Task goal ▸ Show all lines from the listing below that contain "chain".

Task input ▸
//! `PaymentFlowApi` moves orders through payment and fulfilment in response to Stripe webhooks, Solana lookups and
//! admin actions.
//!
//! Payment and shipping status are plain fields, and every path writes them directly. There is no optimistic
//! concurrency check: if a webhook and an admin write the same order at once, the last write wins.
use std::fmt::Debug;

use log::*;

use crate::{
    db_types::{
        ETransferPayment,
        NewETransferPayment,
        Order,
        OrderDetail,
        OrderNumber,
        PaymentMethod,
        PaymentStatus,
        ShippingStatus,
        SolanaPayment,
        SolanaPaymentStatus,
        SolanaQuote,
    },
    events::{EventProducers, PaymentStatusChangedEvent, ShippingStatusChangedEvent},
    sf_api::order_objects::{CardOutcome, SolanaAsset},
    traits::{ExchangeRates, OrderFlowError, OrderManagement, OrderQueryFilter, PaymentRecords},
};

const LAMPORTS_PER_SOL: i128 = 1_000_000_000;

pub struct PaymentFlowApi<B> {
    db: B,
    producers: EventProducers,
}

impl<B> Debug for PaymentFlowApi<B> {
    fn fmt(&self, f: &mut std::fmt::Formatter<'_>) -> std::fmt::Result {
        write!(f, "PaymentFlowApi")
    }
}

impl<B> PaymentFlowApi<B> {
    pub fn new(db: B, producers: EventProducers) -> Self {
        Self { db, producers }
    }

    pub fn db(&self) -> &B {
        &self.db
    }
}

impl<B> PaymentFlowApi<B>
where B: OrderManagement + PaymentRecords + ExchangeRates
{
    pub async fn fetch_order(&self, number: &OrderNumber) -> Result<Order, OrderFlowError> {
        self.db.fetch_order_by_number(number).await?.ok_or_else(|| OrderFlowError::OrderNotFound(number.clone()))
    }

    pub async fn order_detail(&self, number: &OrderNumber) -> Result<OrderDetail, OrderFlowError> {
        self.db.fetch_order_detail(number).await?.ok_or_else(|| OrderFlowError::OrderNotFound(number.clone()))
    }

    pub async fn search_orders(&self, query: OrderQueryFilter) -> Result<Vec<Order>, OrderFlowError> {
        trace!("Searching orders. {query}");
        self.db.search_orders(query).await
    }

    fn check_method(order: &Order, requested: PaymentMethod) -> Result<(), OrderFlowError> {
        if order.payment_method != requested {
            return Err(OrderFlowError::PaymentMethodMismatch {
                order: order.order_number.clone(),
                expected: order.payment_method,
                requested,
            });
        }
        if order.payment_status == PaymentStatus::Completed {
            return Err(OrderFlowError::AlreadyPaid(order.order_number.clone()));
        }
        Ok(())
    }

    async fn notify_payment(&self, order: &Order, old_status: PaymentStatus) {
        let event = PaymentStatusChangedEvent::new(order.clone(), old_status);
        self.producers.publish_payment_status_changed(event).await;
    }

    //-----------------------------------------------   Card   ---------------------------------------------------------

    /// The order detail to build a Stripe checkout session from. Fails if the order is not a card order, or has
    /// already been paid.
    pub async fn prepare_card_payment(&self, number: &OrderNumber) -> Result<OrderDetail, OrderFlowError> {
        let detail = self.order_detail(number).await?;
        Self::check_method(&detail.order, PaymentMethod::Card)?;
        Ok(detail)
    }

    /// Links a freshly created Stripe checkout session to the order and marks the payment as `Processing`.
    pub async fn begin_card_payment(&self, number: &OrderNumber, session_id: &str) -> Result<Order, OrderFlowError> {
        let order = self.fetch_order(number).await?;
        Self::check_method(&order, PaymentMethod::Card)?;
        let updated = self.db.attach_stripe_session(number, session_id).await?;
        info!("💳️ Order {number} is awaiting Stripe checkout session {session_id}");
        self.notify_payment(&updated, order.payment_status).await;
        Ok(updated)
    }

    /// Applies a verified Stripe outcome to the order linked to the session (or, failing that, to the order number in
    /// the session metadata).
    ///
    /// Re-applying the status the order already has is a no-op, so webhook retries are harmless. A completed order is
    /// never downgraded by a later card outcome. Only a completing outcome may come from a session other than the one
    /// currently linked to the order. Expiries and failures of a replaced session are ignored.
    pub async fn apply_card_outcome(&self, outcome: CardOutcome) -> Result<Order, OrderFlowError> {
        let CardOutcome { session_id, order_number, payment_intent, status } = outcome;
        let order = match self.db.fetch_order_by_stripe_session(&session_id).await? {
            Some(order) => order,
            None => match &order_number {
                Some(number) => self.fetch_order(number).await?,
                None => return Err(OrderFlowError::StripeSessionNotFound(session_id)),
            },
        };
        let number = order.order_number.clone();
        if order.payment_status == status {
            info!("💳️ Order {number} is already {status}. Nothing to do for session {session_id}");
            return Ok(order);
        }
        if order.payment_status == PaymentStatus::Completed {
            warn!("💳️ Ignoring '{status}' outcome from session {session_id}: order {number} has already been paid");
            return Ok(order);
        }
        if let Some(current) = order.stripe_session_id.as_deref() {
            if current != session_id && status != PaymentStatus::Completed {
                info!("💳️ Ignoring '{status}' from replaced session {session_id}. Order {number} now uses {current}");
                return Ok(order);
            }
        }
        let updated = match payment_intent {
            Some(intent) => self.db.attach_payment_reference(&number, &intent, status).await?,
            None => self.db.set_payment_status(&number, status).await?,
        };
        info!("💳️ Order {number} payment moved from {} to {status} by Stripe", order.payment_status);
        self.notify_payment(&updated, order.payment_status).await;
        Ok(updated)
    }

    //-----------------------------------------------   Solana   -------------------------------------------------------

    /// Computes the base-unit amount of `asset` that pays for the order in full.
    ///
    /// USD-pegged tokens map one cent to `10^(decimals - 2)` base units. SOL is converted at the latest `SOL` rate
    /// and rounded up to a whole lamport, so the merchant is never short-changed.
    pub async fn solana_amount_for(&self, order: &Order, asset: &SolanaAsset) -> Result<i64, OrderFlowError> {
        let cents = i128::from(order.total.value());
        if cents <= 0 {
            return Err(OrderFlowError::PricingError(format!("Order {} has no balance to pay", order.order_number)));
        }
        let amount = match asset {
            SolanaAsset::UsdToken { decimals, .. } => {
                let exp = decimals.checked_sub(2).ok_or_else(|| {
                    OrderFlowError::PricingError(format!("A token with {decimals} decimals cannot represent cents"))
                })?;
                10i128.checked_pow(u32::from(exp)).and_then(|scale| cents.checked_mul(scale))
            },
            SolanaAsset::Sol => {
                let rate = self.db.fetch_last_rate("SOL").await?;
                let rate = i128::from(rate.rate.value());
                if rate <= 0 {
                    return Err(OrderFlowError::PricingError("The SOL exchange rate is not positive".into()));
                }
                cents.checked_mul(LAMPORTS_PER_SOL).map(|n| (n + rate - 1) / rate)
            },
        };
        amount
            .and_then(|a| i64::try_from(a).ok())
            .ok_or_else(|| OrderFlowError::PricingError(format!("Order {} is too large to price", order.order_number)))
    }

    /// Builds the Solana Pay quote for the order with a caller-supplied reference key.
    pub async fn solana_quote_for(
        &self,
        order: &Order,
        asset: &SolanaAsset,
        recipient: &str,
        reference: String,
    ) -> Result<SolanaQuote, OrderFlowError> {
        let amount_base_units = self.solana_amount_for(order, asset).await?;
        Ok(SolanaQuote {
            reference,
            recipient: recipient.to_string(),
            spl_token: asset.mint().map(String::from),
            amount_base_units,
            decimals: i64::from(asset.decimals()),
        })
    }

    /// Records a Solana Pay request for the order and marks the payment as `Processing`.
    ///
    /// If the order already has a pending request, that request is returned unchanged and `quote` is discarded, so a
    /// customer refreshing the checkout page keeps the same reference and amount.
    pub async fn begin_solana_payment(
        &self,
        number: &OrderNumber,
        quote: SolanaQuote,
    ) -> Result<SolanaPayment, OrderFlowError> {
        let order = self.fetch_order(number).await?;
        Self::check_method(&order, PaymentMethod::Solana)?;
        if let Some(existing) = self.db.fetch_solana_payment_by_order(number).await? {
            if existing.status == SolanaPaymentStatus::Pending {
                debug!("◎ Order {number} already has pending Solana reference {}", existing.reference);
                return Ok(existing);
            }
        }
        let payment = self.db.insert_solana_payment(number, quote).await?;
        info!(
            "◎ Order {number} awaits {} base units ({} decimals) with reference {}",
            payment.amount_base_units, payment.decimals, payment.reference
        );
        if order.payment_status != PaymentStatus::Processing {
            let updated = self.db.set_payment_status(number, PaymentStatus::Processing).await?;
            self.notify_payment(&updated, order.payment_status).await;
        }
        Ok(payment)
    }

    /// The most recent Solana Pay request for the order.
    pub async fn solana_payment_for(&self, number: &OrderNumber) -> Result<Option<SolanaPayment>, OrderFlowError> {
        self.db.fetch_solana_payment_by_order(number).await
    }

    /// Marks the request with this reference as confirmed and its order as completed, using the transaction
    /// signature as the payment reference. Confirming an already-confirmed request returns the order unchanged.
    pub async fn confirm_solana_payment(&self, reference: &str, signature: &str) -> Result<Order, OrderFlowError> {
        let payment = self
            .db
            .fetch_solana_payment_by_reference(reference)
            .await?
            .ok_or_else(|| OrderFlowError::SolanaPaymentNotFound(reference.to_string()))?;
        let order = self.fetch_order(&payment.order_number).await?;
        if payment.status == SolanaPaymentStatus::Confirmed {
            debug!("◎ Reference {reference} was already confirmed by {:?}", payment.signature);
            return Ok(order);
        }
        self.db.confirm_solana_payment(reference, signature).await?;
        let updated = self.fetch_order(&payment.order_number).await?;
        info!("◎ Order {} paid on-chain. Signature {signature}", updated.order_number);
        self.notify_payment(&updated, order.payment_status).await;
        Ok(updated)
    }

    //-----------------------------------------------   E-transfer   ---------------------------------------------------

    /// Appends an e-transfer observation to the order. When `mark_completed` is set, the order is completed with the
    /// transfer reference as its payment reference.
    pub async fn record_etransfer(
        &self,
        payment: NewETransferPayment,
        mark_completed: bool,
    ) -> Result<(ETransferPayment, Order), OrderFlowError> {
        let order = self.fetch_order(&payment.order_number).await?;
        if order.payment_method != PaymentMethod::ETransfer {
            warn!(
                "🏦️ Recording an e-transfer against order {}, which was placed for {} payment",
                order.order_number, order.payment_method
            );
        }
        if payment.amount != order.total {
            warn!("🏦️ E-transfer of {} does not match the order total of {}", payment.amount, order.total);
        }
        let record = self.db.insert_etransfer_payment(payment).await?;
        info!("🏦️ E-transfer {} of {} recorded for order {}", record.reference, record.amount, record.order_number);
        if !mark_completed || order.payment_status == PaymentStatus::Completed {
            return Ok((record, order));
        }
        let updated =
            self.db.attach_payment_reference(&order.order_number, &record.reference, PaymentStatus::Completed).await?;
        self.notify_payment(&updated, order.payment_status).await;
        Ok((record, updated))
    }

    pub async fn etransfers_for(&self, number: &OrderNumber) -> Result<Vec<ETransferPayment>, OrderFlowError> {
        self.fetch_order(number).await?;
        self.db.fetch_etransfer_payments_for_order(number).await
    }

    //-----------------------------------------------   Admin   --------------------------------------------------------

    /// Sets the payment status directly. Writing the current status again is a logged no-op.
    pub async fn set_payment_status(&self, number: &OrderNumber, status: PaymentStatus) -> Result<Order, OrderFlowError> {
        let order = self.fetch_order(number).await?;
        if order.payment_status == status {
            info!("🏦️ Order {number} is already {status}");
            return Ok(order);
        }
        let updated = self.db.set_payment_status(number, status).await?;
        info!("🏦️ Order {number} payment status set from {} to {status}", order.payment_status);
        self.notify_payment(&updated, order.payment_status).await;
        Ok(updated)
    }

    /// Moves the shipping status forward. Steps may be skipped, but never undone. An order can only be marked as
    /// shipped once it has a tracking number, supplied here or stored earlier.
    pub async fn set_shipping_status(
        &self,
        number: &OrderNumber,
        status: ShippingStatus,
        tracking_number: Option<String>,
    ) -> Result<Order, OrderFlowError> {
        let order = self.fetch_order(number).await?;
        if !order.shipping_status.can_move_to(status) {
            return Err(OrderFlowError::InvalidShippingTransition { from: order.shipping_status, to: status });
        }
        let tracking_number = tracking_number.map(|t| t.trim().to_string()).filter(|t| !t.is_empty());
        if status == ShippingStatus::Shipped && tracking_number.is_none() && order.tracking_number.is_none() {
            return Err(OrderFlowError::TrackingNumberRequired);
        }
        let updated = self.db.set_shipping_status(number, status, tracking_number).await?;
        info!("📦️ Order {number} shipping moved from {} to {status}", order.shipping_status);
        let event = ShippingStatusChangedEvent::new(updated.clone(), order.shipping_status);
        self.producers.publish_shipping_status_changed(event).await;
        Ok(updated)
    }
}
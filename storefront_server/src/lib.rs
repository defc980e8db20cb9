//! # Storefront server
//! The HTTP face of the storefront. It is responsible for:
//! * Serving the catalog and pricing carts.
//! * Taking orders from guests and signed-in customers.
//! * Starting card, Solana Pay and e-transfer checkouts, and confirming them from Stripe webhooks, on-chain lookups
//!   and admin actions.
//! * The customer account area and the admin back-office.
//!
//! ## Configuration
//! The server is configured via environment variables. See [config](config/index.html) for more information.
//!
//! ## Routes
//! Public routes live at the root. Everything under `/api` needs a bearer token; routes under `/api/admin` also need
//! the `admin` role. See [routes](routes/index.html) for the full list.
pub mod auth;
pub mod cli;
pub mod config;
pub mod errors;

pub mod data_objects;
pub mod helpers;
pub mod integrations;
pub mod middleware;
pub mod routes;
pub mod server;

Finished exercise ▸
        info!("◎ Order {} paid on-chain. Signature {signature}", updated.order_number);
//! * Starting card, Solana Pay and e-transfer checkouts, and confirming them from Stripe webhooks, on-chain lookups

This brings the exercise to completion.